=== INFORMATION GIVEN ===
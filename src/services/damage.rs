//! Frame-scoped damage bookkeeping
//!
//! Bullets never touch unit health while they advance. They record
//! `BulletHit`s into `ProgressBulletBufs`; the resolution phase folds every
//! hit on a unit into a single `DamagedUnit` and writes the result back
//! once, so no unit is ever read with half-applied damage.

use std::collections::{HashMap, HashSet};

use serde::{Deserialize, Serialize};

use crate::models::bullet::BulletId;
use crate::models::constants::{FIXED_ONE, MIN_DAMAGE};
use crate::models::spell::SpellCast;
use crate::models::unit::{UnitId, UnitInfo};
use crate::models::weapon::{DamageType, WeaponData, WeaponId};

use super::bullet_state::Transition;
use super::claimable::Reset;
use super::world::UnitWorld;

/// Damage a bullet wants to deal. `damage` is before armor and shields.
#[derive(Debug, Clone, PartialEq, Eq)]
pub struct BulletHit {
    pub target: UnitId,
    pub bullet: BulletId,
    pub attacker: Option<UnitId>,
    pub damage: i32,
    pub weapon: WeaponId,
    pub player: u8,
    pub direction: u8,
}

/// Damage dealt outside of bullets (melee strikes and the like),
/// precomputed by the caller and resolved together with bullet hits.
#[derive(Debug, Clone, PartialEq, Eq, Serialize, Deserialize)]
pub struct WeaponDamage {
    pub target: UnitId,
    pub attacker: Option<UnitId>,
    pub damage: i32,
    pub weapon: WeaponId,
    pub player: u8,
    pub direction: u8,
}

#[derive(Debug, Clone, PartialEq, Eq, Serialize, Deserialize)]
pub struct HallucinationHit {
    pub target: UnitId,
    pub attacker: UnitId,
    pub direction: u8,
}

/// One hit after armor, shields and coalescing.
#[derive(Debug, Clone, PartialEq, Eq)]
pub struct ResolvedHit {
    pub target: UnitId,
    pub attacker: Option<UnitId>,
    pub weapon: WeaponId,
    pub hp_loss: i32,
    pub shield_loss: i32,
}

/// Raw weapon damage of `player`'s `weapon`, fixed-point, before the
/// target's armor.
/// Saturates at `i32::MAX`.
pub fn weapon_damage<W: UnitWorld>(world: &W, data: &WeaponData, weapon: WeaponId, player: u8) -> i32 {
    let upgrades = world.upgrade_level(player, weapon) as i64;
    let base = data.damage as i64 + data.upgrade_bonus as i64 * upgrades;
    clamp_damage(base * data.factor as i64 * FIXED_ONE as i64)
}

/// `percent`% of `damage`, saturating.
pub(crate) fn scale_percent(damage: i32, percent: i32) -> i32 {
    clamp_damage(damage as i64 * percent as i64 / 100)
}

fn clamp_damage(damage: i64) -> i32 {
    damage.clamp(i32::MIN as i64, i32::MAX as i64) as i32
}

/// Every hit one unit takes during a single `progress_frames` call.
///
/// Starts from the unit's health when first hit and applies each further
/// hit against the running totals, so N hits lose exactly the sum of their
/// individual losses and death is decided once.
#[derive(Debug, Clone)]
pub struct DamagedUnit {
    pub unit: UnitId,
    info: UnitInfo,
    hitpoints: i32,
    shields: i32,
    hits: u32,
    killer: Option<u8>,
}

impl DamagedUnit {
    fn new(unit: UnitId, info: UnitInfo) -> Self {
        DamagedUnit {
            unit,
            hitpoints: info.hitpoints,
            shields: info.shields,
            info,
            hits: 0,
            killer: None,
        }
    }

    pub fn is_dead(&self) -> bool {
        self.hitpoints <= 0
    }

    pub fn hitpoints(&self) -> i32 {
        self.hitpoints
    }

    pub fn shields(&self) -> i32 {
        self.shields
    }

    pub fn hit_count(&self) -> u32 {
        self.hits
    }

    /// Apply one hit. Returns (hp_loss, shield_loss).
    fn add_hit(&mut self, damage: i32, damage_type: DamageType, player: u8) -> (i32, i32) {
        if self.info.is_invincible || self.is_dead() {
            return (0, 0);
        }
        self.hits += 1;
        self.killer = Some(player);

        if damage_type == DamageType::Independent {
            return (self.add_damage(FIXED_ONE), 0);
        }

        let mut dmg = damage;
        if self.info.is_hallucination {
            dmg = dmg.saturating_mul(2);
        }
        dmg = dmg.saturating_add(self.info.acid_spores as i32 * FIXED_ONE);

        let ignores_armor = damage_type == DamageType::IgnoreArmor;
        let mut shield_loss = 0;
        if self.shields > 0 {
            let absorbed = if ignores_armor {
                dmg
            } else {
                dmg.saturating_sub(self.info.shield_armor as i32 * FIXED_ONE).max(0)
            };
            if absorbed <= self.shields {
                self.shields -= absorbed;
                return (0, absorbed);
            }
            shield_loss = self.shields;
            dmg = absorbed - self.shields;
            self.shields = 0;
        }

        if !ignores_armor {
            dmg = dmg.saturating_sub(self.info.armor as i32 * FIXED_ONE);
        }
        dmg = scale_percent(dmg, damage_type.size_multiplier(self.info.size));
        (self.add_damage(dmg.max(MIN_DAMAGE)), shield_loss)
    }

    fn add_damage(&mut self, dmg: i32) -> i32 {
        let loss = dmg.min(self.hitpoints);
        self.hitpoints = self.hitpoints.saturating_sub(dmg);
        loss
    }
}

/// Per-call map from unit to its accumulator. Iterates in first-hit order.
#[derive(Debug, Default)]
pub struct DamagedUnits {
    units: Vec<DamagedUnit>,
    index: HashMap<UnitId, usize>,
}

impl DamagedUnits {
    /// Accumulator of `unit`, created on first use. None if the unit is gone.
    pub fn get_or_insert<W: UnitWorld>(&mut self, world: &W, unit: UnitId) -> Option<&mut DamagedUnit> {
        let index = match self.index.get(&unit) {
            Some(&index) => index,
            None => {
                let info = world.unit(unit)?;
                self.units.push(DamagedUnit::new(unit, info));
                self.index.insert(unit, self.units.len() - 1);
                self.units.len() - 1
            }
        };
        Some(&mut self.units[index])
    }

    pub fn get(&self, unit: UnitId) -> Option<&DamagedUnit> {
        self.index.get(&unit).map(|&index| &self.units[index])
    }

    pub fn iter(&self) -> impl Iterator<Item = &DamagedUnit> {
        self.units.iter()
    }

    pub fn len(&self) -> usize {
        self.units.len()
    }

    pub fn is_empty(&self) -> bool {
        self.units.is_empty()
    }

    fn clear(&mut self) {
        self.units.clear();
        self.index.clear();
    }
}

/// Deferred side effects of one frame.
#[derive(Debug, Default)]
pub struct ProgressBulletBufs {
    pub(crate) transitions: Vec<Transition>,
    /// Applied after the hits of the old target were recorded.
    pub(crate) bounce_targets: Vec<(BulletId, UnitId)>,
    pub(crate) hits: Vec<BulletHit>,
    pub(crate) hallucination_hits: Vec<HallucinationHit>,
    pub(crate) spells: Vec<SpellCast>,
    /// target, attacker
    pub(crate) unit_was_hit: Vec<(UnitId, UnitId)>,
    /// target, attacker, main_target_reactions
    pub(crate) ai_react: Vec<(UnitId, UnitId, bool)>,
    /// unit, killing player
    pub(crate) killed_units: Vec<(UnitId, Option<u8>)>,
    pub(crate) damaged_units: DamagedUnits,
    pub(crate) resolved: Vec<ResolvedHit>,
    /// (lurker, victim) pairs already hit this frame
    pub(crate) lurker_hits: HashSet<(UnitId, UnitId)>,
    /// Units already hit by a ground damage pulse this frame
    pub(crate) ground_hits: HashSet<UnitId>,
    pub(crate) area_scratch: Vec<UnitId>,
}

impl Reset for ProgressBulletBufs {
    fn reset(&mut self) {
        self.transitions.clear();
        self.bounce_targets.clear();
        self.hits.clear();
        self.hallucination_hits.clear();
        self.spells.clear();
        self.unit_was_hit.clear();
        self.ai_react.clear();
        self.killed_units.clear();
        self.damaged_units.clear();
        self.resolved.clear();
        self.lurker_hits.clear();
        self.ground_hits.clear();
        self.area_scratch.clear();
    }
}

impl ProgressBulletBufs {
    pub fn damaged_units(&self) -> &DamagedUnits {
        &self.damaged_units
    }

    /// Record a unit death, once.
    pub fn add_killed(&mut self, unit: UnitId, killer: Option<u8>) {
        if !self.killed_units.iter().any(|&(dead, _)| dead == unit) {
            self.killed_units.push((unit, killer));
        }
    }

    /// Fold one hit into the target's accumulator and queue the
    /// "unit was hit" notification. Hits on units that are gone or already
    /// dead this frame are dropped.
    #[allow(clippy::too_many_arguments)]
    pub fn add_hit<W: UnitWorld>(
        &mut self,
        world: &W,
        target: UnitId,
        attacker: Option<UnitId>,
        damage: i32,
        weapon: WeaponId,
        damage_type: DamageType,
        player: u8,
    ) {
        let Some(unit) = self.damaged_units.get_or_insert(world, target) else {
            return;
        };
        if unit.is_dead() {
            return;
        }
        let (hp_loss, shield_loss) = unit.add_hit(damage, damage_type, player);
        self.resolved.push(ResolvedHit {
            target,
            attacker,
            weapon,
            hp_loss,
            shield_loss,
        });
        if let Some(attacker) = attacker {
            if attacker != target {
                self.unit_was_hit.push((target, attacker));
            }
        }
    }

    /// Write every accumulator back to the world, in first-hit order,
    /// and queue the units that died.
    pub(crate) fn commit_damage<W: UnitWorld>(&mut self, world: &mut W) {
        let mut dead = Vec::new();
        for unit in self.damaged_units.iter() {
            world.set_health(unit.unit, unit.hitpoints.max(0), unit.shields);
            if unit.is_dead() {
                dead.push((unit.unit, unit.killer));
            }
        }
        for (unit, killer) in dead {
            self.add_killed(unit, killer);
        }
    }
}

/// Damage `target` without an attacker (burning, plague ticks).
/// Prefer hits through `progress_frames`; this exists for damage sources
/// that run outside of it.
pub fn damage_unit<W: UnitWorld>(
    world: &mut W,
    damage: i32,
    target: UnitId,
    killed_units: &mut Vec<UnitId>,
) {
    let Some(info) = world.unit(target) else {
        return;
    };
    if info.is_dead() || info.is_invincible {
        return;
    }
    let hitpoints = info.hitpoints.saturating_sub(damage);
    world.set_health(target, hitpoints.max(0), info.shields);
    if hitpoints <= 0 && !killed_units.contains(&target) {
        killed_units.push(target);
    }
}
===
**ABOUT THIS TASK:** Once you have identified the lines above that contain "None", copy each of them.

**WRITTEN REPLY:**
            killer: None,
    /// Accumulator of `unit`, created on first use. None if the unit is gone.
            None => {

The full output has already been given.